31/03/2022
Jean Daive, Monoritmica

Monoritmica
Épisode VII
LEÇON VIII
Nous sommes entremêlés et ne formons plus
qu’un seul être. Nous savons ce que le
monde sait. Nous savons et gardons
la bouche fermée. Nous dégageons
une odeur de céleri. MINUIT dans l’escalier
de La Splendeur des Amberson.
Serions-nous deux personnes.

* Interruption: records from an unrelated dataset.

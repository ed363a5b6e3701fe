//! REST API for the query engine
//!
//! Provides HTTP endpoints over a shared `QueryEngine`. Uses axum for routing
//! and schemars for OpenAPI documentation generation.

pub mod handlers;
pub mod middleware;
pub mod routing;
pub mod server;
pub mod types;

pub use routing::create_router;
pub use server::start_server;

Protégées
de toute séparation ?
LEÇON IX
Célébrer la chance
sans la corriger.
Et tout est à craindre.
Revenue-revenante frappe dan s la nuit.
De mur en mur
montant ou ne montant plus
en pente avec marches pavées, inégales
des décors se confondent avec
grosse fumée noire
enfant je n’ai pas voulu
dire, tout dire
parmi eux, à ma mère
qui ne s’accommode pas
en elle de la présence
de ma sœur. Tout dire
et masquer l’architecture
d’elle et de moi si
toutefois nous étions
objets
d’une conversation
alors commence
notre personne
avec dedans
une pensée et des idées.
Jean Daive, Monoritmica, Poésie/
Flammarion, 2022, p. 221-222.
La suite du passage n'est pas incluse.